use async_trait::async_trait;
use std::io;
use std::process::Stdio;
use tokio::process::Command;

/// What a finished subprocess left behind.
#[derive(Debug, Clone, PartialEq, Default)]
pub struct CommandOutput {
    pub success: bool,
    pub stdout: String,
    pub stderr: String,
}

/// Subprocess invocation, injected so tests never touch the real `aws` binary.
#[async_trait]
pub trait CommandRunner: Send + Sync {
    /// Runs `program` to completion and captures its output.
    async fn output(&self, program: &str, args: &[&str]) -> io::Result<CommandOutput>;

    /// Starts `program` without waiting for it.
    fn spawn(&self, program: &str, args: &[&str]) -> io::Result<()>;
}

pub struct SystemRunner;

#[async_trait]
impl CommandRunner for SystemRunner {
    async fn output(&self, program: &str, args: &[&str]) -> io::Result<CommandOutput> {
        tracing::debug!("running {} {}", program, args.join(" "));
        let output = Command::new(program)
            .args(args)
            .stdin(Stdio::null())
            .output()
            .await?;
        Ok(CommandOutput {
            success: output.status.success(),
            stdout: String::from_utf8_lossy(&output.stdout).into_owned(),
            stderr: String::from_utf8_lossy(&output.stderr).into_owned(),
        })
    }

    fn spawn(&self, program: &str, args: &[&str]) -> io::Result<()> {
        tracing::debug!("spawning {} {}", program, args.join(" "));
        // the child keeps running after the handle is dropped
        Command::new(program)
            .args(args)
            .stdin(Stdio::null())
            .stdout(Stdio::null())
            .stderr(Stdio::null())
            .spawn()?;
        Ok(())
    }
}
use clap::{ArgAction, Parser, Subcommand};
use std::io::Write;
use std::process::ExitCode;
use tracing_subscriber::EnvFilter;

mod aws_sso;
mod browser;
mod cache;
mod commands;
mod config;
mod error;
mod federation;
mod runner;
#[cfg(test)]
mod testutil;

use aws_sso::SSO;
use commands::ConsoleOptions;
use config::Config;
use error::{Error, Result};
use runner::SystemRunner;

#[derive(Parser)]
#[command(author, version, about = "AWS SSO utility", long_about = None)]
struct Args {
    #[command(subcommand)]
    command: Commands,
    /// Log level used when RUST_LOG is not set
    #[arg(long, global = true, default_value = "warn")]
    log_level: String,
}

#[derive(clap::Args)]
struct ProfileArg {
    /// Name of the AWS profile
    #[arg(long)]
    profile: Option<String>,
}

impl ProfileArg {
    fn name(&self) -> Result<&str> {
        match self.profile.as_deref() {
            Some(name) if !name.is_empty() => Ok(name),
            _ => Err(Error::MissingProfile),
        }
    }
}

#[derive(Subcommand)]
enum Commands {
    /// Opens the default browser and logs into AWS Web Console using SSO
    Console {
        #[command(flatten)]
        profile: ProfileArg,
        /// Force logout of any existing session in the browser first
        #[arg(
            long,
            default_value_t = true,
            num_args = 0..=1,
            default_missing_value = "true",
            action = ArgAction::Set
        )]
        force_logout: bool,
        /// Number of seconds to wait after forcing logout before logging in
        #[arg(long, default_value_t = 1)]
        logout_wait: u64,
    },
    /// Prints credentials for exporting to your shell
    Export {
        #[command(flatten)]
        profile: ProfileArg,
    },
    /// Fetches new credentials and writes them to the local credentials file
    Import {
        #[command(flatten)]
        profile: ProfileArg,
    },
    /// Fetches credential process compatible JSON output
    Process {
        #[command(flatten)]
        profile: ProfileArg,
    },
    /// Print the version information
    Version,
}

fn version() -> String {
    format!(
        "Version: {}, Commit: {}",
        env!("CARGO_PKG_VERSION"),
        option_env!("GIT_COMMIT_HASH").unwrap_or("unknown")
    )
}

fn init_tracing(log_level: &str) {
    let env_filter =
        EnvFilter::try_from_default_env().unwrap_or_else(|_| EnvFilter::new(log_level));
    tracing_subscriber::fmt()
        .with_env_filter(env_filter)
        .with_writer(std::io::stderr)
        .with_target(false)
        .init();
}

fn build_sso() -> Result<SSO<SystemRunner>> {
    Ok(SSO::new(Config::load_from_env()?, SystemRunner))
}

async fn run<W: Write>(command: Commands, out: &mut W) -> Result<()> {
    match command {
        Commands::Console {
            profile,
            force_logout,
            logout_wait,
        } => {
            let name = profile.name()?;
            let options = ConsoleOptions {
                force_logout,
                logout_wait,
            };
            let sso = build_sso()?;
            sso.console(name, &options, out).await
        }
        Commands::Export { profile } => {
            let name = profile.name()?;
            let sso = build_sso()?;
            sso.export(name, out).await
        }
        Commands::Import { profile } => {
            let name = profile.name()?;
            let sso = build_sso()?;
            sso.import(name, out).await
        }
        Commands::Process { profile } => {
            let name = profile.name()?;
            let sso = build_sso()?;
            sso.process(name, out).await
        }
        Commands::Version => {
            writeln!(out, "{}", version())?;
            Ok(())
        }
    }
}

#[tokio::main]
async fn main() -> ExitCode {
    let args = Args::parse();
    init_tracing(&args.log_level);

    let stdout = std::io::stdout();
    let mut out = stdout.lock();
    match run(args.command, &mut out).await {
        Ok(()) => ExitCode::SUCCESS,
        Err(err) => {
            tracing::error!("{}", err);
            ExitCode::FAILURE
        }
    }
}
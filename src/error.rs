use std::io;
use std::path::PathBuf;
use thiserror::Error;

/// Everything that can make a subcommand fail.
#[derive(Error, Debug)]
pub enum Error {
    #[error("must specify --profile")]
    MissingProfile,

    #[error("unable to locate the home directory")]
    NoHomeDir,

    #[error("failed to load {}: {source}", .path.display())]
    ConfigLoad { path: PathBuf, source: ini::Error },

    #[error("invalid section pattern: {0}")]
    Regex(#[from] regex::Error),

    #[error("cannot find profile [{section}] in {}", .path.display())]
    ProfileNotFound { section: String, path: PathBuf },

    #[error("missing required attribute {attribute:?} in profile {profile}")]
    MissingAttribute {
        attribute: &'static str,
        profile: String,
    },

    #[error("failed to run `{program}`: {source}")]
    Spawn { program: String, source: io::Error },

    /// The external CLI could not refresh its cache, usually because the SSO session is gone.
    #[error("{detail}\nplease login with 'aws sso login --profile={profile}'")]
    NotAuthenticated { profile: String, detail: String },

    #[error("failed to read cache file {}: {source}", .path.display())]
    CacheRead { path: PathBuf, source: io::Error },

    #[error("corrupt cache file {}: {source}", .path.display())]
    CacheParse {
        path: PathBuf,
        source: serde_json::Error,
    },

    #[error("could not retrieve credentials for '{0}'")]
    NoCredentials(String),

    #[error("credentials for '{0}' are expired, please login with 'aws sso login --profile={0}'")]
    Expired(String),

    #[error("federation request failed: {0}")]
    Federation(#[from] reqwest::Error),

    #[error("invalid url: {0}")]
    Url(#[from] url::ParseError),

    #[error("failed to write {}: {source}", .path.display())]
    CredentialsWrite { path: PathBuf, source: io::Error },

    #[error(transparent)]
    Json(#[from] serde_json::Error),

    #[error(transparent)]
    Io(#[from] io::Error),
}

pub type Result<T> = std::result::Result<T, Error>;
//! Fail-fast error reporting for the parsing engine.
//!
//! The engine never recovers from an error. Whatever signal it raises, the
//! reporter turns it into exactly one [`ParseError`] which the engine returns
//! as the result of the whole parse.

use crate::logging::targets;
use crate::parser_error::{IntegrationFault, ParseError, ParseFailure};
use crate::symbol::ErrorInfo;

/// Message used when the current lookahead cannot be consumed.
pub const SYNTAX_ERROR: &str = "syntax error";

/// The ways the parsing engine can signal that it cannot proceed.
pub enum ErrorSignal<'a> {
    /// A general syntax error with an engine-supplied message.
    Syntax {
        message: &'a str,
        info: &'a dyn ErrorInfo,
    },
    /// The current lookahead token cannot be shifted or reduced.
    CurrentToken { token: &'a dyn ErrorInfo },
    /// An unrecoverable error, e.g. from a semantic action.
    Fatal {
        message: &'a str,
        info: &'a dyn ErrorInfo,
    },
}

#[derive(Debug, Clone, Copy, PartialEq, Eq)]
pub enum ReporterState {
    Running,
    Failed,
}

/// Converts engine error signals into a positioned [`ParseFailure`].
///
/// One reporter belongs to one parse attempt. After the first report it stays
/// `Failed`; there is no way back to `Running`.
#[derive(Debug)]
pub struct PositionedErrorReporter {
    state: ReporterState,
}

impl Default for PositionedErrorReporter {
    fn default() -> Self {
        Self::new()
    }
}

impl PositionedErrorReporter {
    pub fn new() -> Self {
        PositionedErrorReporter {
            state: ReporterState::Running,
        }
    }

    pub fn state(&self) -> ReporterState {
        self.state
    }

    /// Handles an error signal and returns the error that ends the parse.
    ///
    /// Reporting on an already failed reporter means the engine kept driving
    /// after an error, which is an integration fault in itself.
    pub fn report(&mut self, signal: ErrorSignal<'_>) -> ParseError {
        if self.state == ReporterState::Failed {
            let fault = IntegrationFault::new("error reported after parse already failed");
            tracing::warn!(target: targets::REPORTER, %fault, "reporter reused");
            return fault.into();
        }
        self.state = ReporterState::Failed;

        match signal {
            ErrorSignal::Syntax { message, info } => fatal(message, info),
            ErrorSignal::CurrentToken { token } => fatal(SYNTAX_ERROR, token),
            ErrorSignal::Fatal { message, info } => fatal(message, info),
        }
    }
}

fn fatal(message: &str, info: &dyn ErrorInfo) -> ParseError {
    match info.span() {
        Some(span) => {
            let failure = ParseFailure::new(span, message);
            tracing::debug!(
                target: targets::REPORTER,
                start = span.start,
                end = span.end,
                reason = message,
                "parse failed"
            );
            failure.into()
        }
        None => {
            let fault = IntegrationFault::new(format!(
                "positioned symbol expected for error reporting, got instead: {}",
                info
            ));
            tracing::warn!(target: targets::REPORTER, %fault, "error without position");
            fault.into()
        }
    }
}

▸ **Your objective**:
In the records above, locate each line with the word "session". Copy all such lines.

▸ **Response**:
        /// Force logout of any existing session in the browser first
    /// The external CLI could not refresh its cache, usually because the SSO session is gone.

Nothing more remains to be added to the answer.